[[ Extracted data, beginning ]]

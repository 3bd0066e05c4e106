//! Domain models: storage entities, their output and input shapes, and the
//! property mappings used to sort them

pub mod company;
pub mod employee;
pub mod link;
pub mod parameters;

pub use company::{Company, CompanyAddDto, CompanyAddWithBankruptTimeDto, CompanyDto, CompanyFullDto};
pub use employee::{Employee, EmployeeAddDto, EmployeeDto, EmployeeUpdateDto, Gender};
pub use link::LinkDto;
pub use parameters::{CompanyParameters, EmployeeParameters};

use crate::core::error::ConfigError;
use crate::core::mapping::{MappingTable, PropertyMappingService};

/// Sort keys of the company list, over [`Company`]
pub fn company_mapping() -> Result<MappingTable<Company>, ConfigError> {
    MappingTable::<Company>::builder()
        .map("Id", ["Id"])
        .map("Name", ["Name"])
        .map("Country", ["Country"])
        .map("Industry", ["Industry"])
        .map("Product", ["Product"])
        .map("Introduction", ["Introduction"])
        .map("BankruptTime", ["BankruptTime"])
        .build()
}

/// Sort keys of the employee list, over [`Employee`]
///
/// `Age` runs against date of birth, so ascending age is descending birth
/// date.
pub fn employee_mapping() -> Result<MappingTable<Employee>, ConfigError> {
    MappingTable::<Employee>::builder()
        .map("Id", ["Id"])
        .map("CompanyId", ["CompanyId"])
        .map("EmployeeNo", ["EmployeeNo"])
        .map("Name", ["FirstName", "LastName"])
        .map("GenderDisplay", ["Gender"])
        .map_reversed("Age", ["DateOfBirth"])
        .build()
}

/// The registry every server instance starts with
pub fn property_mappings() -> Result<PropertyMappingService, ConfigError> {
    let mut service = PropertyMappingService::new();
    service.register::<CompanyFullDto, Company>(company_mapping()?)?;
    service.register::<EmployeeDto, Employee>(employee_mapping()?)?;
    tracing::info!("property mappings registered");
    Ok(service)
}
//! Checks that a `fields` selection only names existing properties

use crate::core::entity::Shape;
use crate::core::error::ValidationError;
use crate::core::shaping::split_fields;

/// The first name in `fields` that `T` does not have
pub fn first_unknown_field<T: Shape>(fields: Option<&str>) -> Option<String> {
    split_fields(fields)?
        .find(|name| T::resolve_field(name).is_none())
        .map(str::to_string)
}

/// Whether every name in `fields` is a property of `T`
///
/// A missing or blank selection always passes.
pub fn type_has_properties<T: Shape>(fields: Option<&str>) -> bool {
    first_unknown_field::<T>(fields).is_none()
}

/// Same as [`type_has_properties`], naming the offending field
pub fn check_fields<T: Shape>(fields: Option<&str>) -> Result<(), ValidationError> {
    match first_unknown_field::<T>(fields) {
        Some(field) => {
            tracing::debug!(field = %field, shape = T::shape_name(), "rejected field selection");
            Err(ValidationError::InvalidFields {
                field,
                shape: T::shape_name(),
            })
        }
        None => Ok(()),
    }
}

#[cfg(test)]
mod tests {
    use super::*;

    #[derive(Clone)]
    struct Badge {
        id: i64,
        holder_name: String,
    }

    crate::impl_shape!(Badge, "Badge", {
        id => "id",
        holder_name => "holderName",
    });

    #[test]
    fn test_blank_selection_passes() {
        assert!(type_has_properties::<Badge>(None));
        assert!(type_has_properties::<Badge>(Some("")));
        assert!(type_has_properties::<Badge>(Some("   ")));
    }

    #[test]
    fn test_names_are_case_insensitive_and_trimmed() {
        assert!(type_has_properties::<Badge>(Some("ID, HolderName")));
        assert!(type_has_properties::<Badge>(Some("holdername")));
    }

    #[test]
    fn test_any_unknown_name_fails() {
        assert!(!type_has_properties::<Badge>(Some("id,colour")));
        assert!(!type_has_properties::<Badge>(Some("id,")));

        let err = check_fields::<Badge>(Some("id,colour,size")).unwrap_err();
        assert!(matches!(
            err,
            ValidationError::InvalidFields { ref field, shape: "Badge" } if field == "colour"
        ));
    }
}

[[ Extracted data, end ]]

[Your task]: Each line above should be copied exactly, with no line missing.

[Response]:
repository 3bd0066e05c4e106
//! Domain models: storage entities, their output and input shapes, and the
//! property mappings used to sort them

pub mod company;
pub mod employee;
pub mod link;
pub mod parameters;

pub use company::{Company, CompanyAddDto, CompanyAddWithBankruptTimeDto, CompanyDto, CompanyFullDto};
pub use employee::{Employee, EmployeeAddDto, EmployeeDto, EmployeeUpdateDto, Gender};
pub use link::LinkDto;
pub use parameters::{CompanyParameters, EmployeeParameters};

use crate::core::error::ConfigError;
use crate::core::mapping::{MappingTable, PropertyMappingService};

/// Sort keys of the company list, over [`Company`]
pub fn company_mapping() -> Result<MappingTable<Company>, ConfigError> {
    MappingTable::<Company>::builder()
        .map("Id", ["Id"])
        .map("Name", ["Name"])
        .map("Country", ["Country"])
        .map("Industry", ["Industry"])
        .map("Product", ["Product"])
        .map("Introduction", ["Introduction"])
        .map("BankruptTime", ["BankruptTime"])
        .build()
}

/// Sort keys of the employee list, over [`Employee`]
///
/// `Age` runs against date of birth, so ascending age is descending birth
/// date.
pub fn employee_mapping() -> Result<MappingTable<Employee>, ConfigError> {
    MappingTable::<Employee>::builder()
        .map("Id", ["Id"])
        .map("CompanyId", ["CompanyId"])
        .map("EmployeeNo", ["EmployeeNo"])
        .map("Name", ["FirstName", "LastName"])
        .map("GenderDisplay", ["Gender"])
        .map_reversed("Age", ["DateOfBirth"])
        .build()
}

/// The registry every server instance starts with
pub fn property_mappings() -> Result<PropertyMappingService, ConfigError> {
    let mut service = PropertyMappingService::new();
    service.register::<CompanyFullDto, Company>(company_mapping()?)?;
    service.register::<EmployeeDto, Employee>(employee_mapping()?)?;
    tracing::info!("property mappings registered");
    Ok(service)
}
//! Checks that a `fields` selection only names existing properties

use crate::core::entity::Shape;
use crate::core::error::ValidationError;
use crate::core::shaping::split_fields;

/// The first name in `fields` that `T` does not have
pub fn first_unknown_field<T: Shape>(fields: Option<&str>) -> Option<String> {
    split_fields(fields)?
        .find(|name| T::resolve_field(name).is_none())
        .map(str::to_string)
}

/// Whether every name in `fields` is a property of `T`
///
/// A missing or blank selection always passes.
pub fn type_has_properties<T: Shape>(fields: Option<&str>) -> bool {
    first_unknown_field::<T>(fields).is_none()
}

/// Same as [`type_has_properties`], naming the offending field
pub fn check_fields<T: Shape>(fields: Option<&str>) -> Result<(), ValidationError> {
    match first_unknown_field::<T>(fields) {
        Some(field) => {
            tracing::debug!(field = %field, shape = T::shape_name(), "rejected field selection");
            Err(ValidationError::InvalidFields {
                field,
                shape: T::shape_name(),
            })
        }
        None => Ok(()),
    }
}

#[cfg(test)]
mod tests {
    use super::*;

    #[derive(Clone)]
    struct Badge {
        id: i64,
        holder_name: String,
    }

    crate::impl_shape!(Badge, "Badge", {
        id => "id",
        holder_name => "holderName",
    });

    #[test]
    fn test_blank_selection_passes() {
        assert!(type_has_properties::<Badge>(None));
        assert!(type_has_properties::<Badge>(Some("")));
        assert!(type_has_properties::<Badge>(Some("   ")));
    }

    #[test]
    fn test_names_are_case_insensitive_and_trimmed() {
        assert!(type_has_properties::<Badge>(Some("ID, HolderName")));
        assert!(type_has_properties::<Badge>(Some("holdername")));
    }

    #[test]
    fn test_any_unknown_name_fails() {
        assert!(!type_has_properties::<Badge>(Some("id,colour")));
        assert!(!type_has_properties::<Badge>(Some("id,")));

        let err = check_fields::<Badge>(Some("id,colour,size")).unwrap_err();
        assert!(matches!(
            err,
            ValidationError::InvalidFields { ref field, shape: "Badge" } if field == "colour"
        ));
    }
}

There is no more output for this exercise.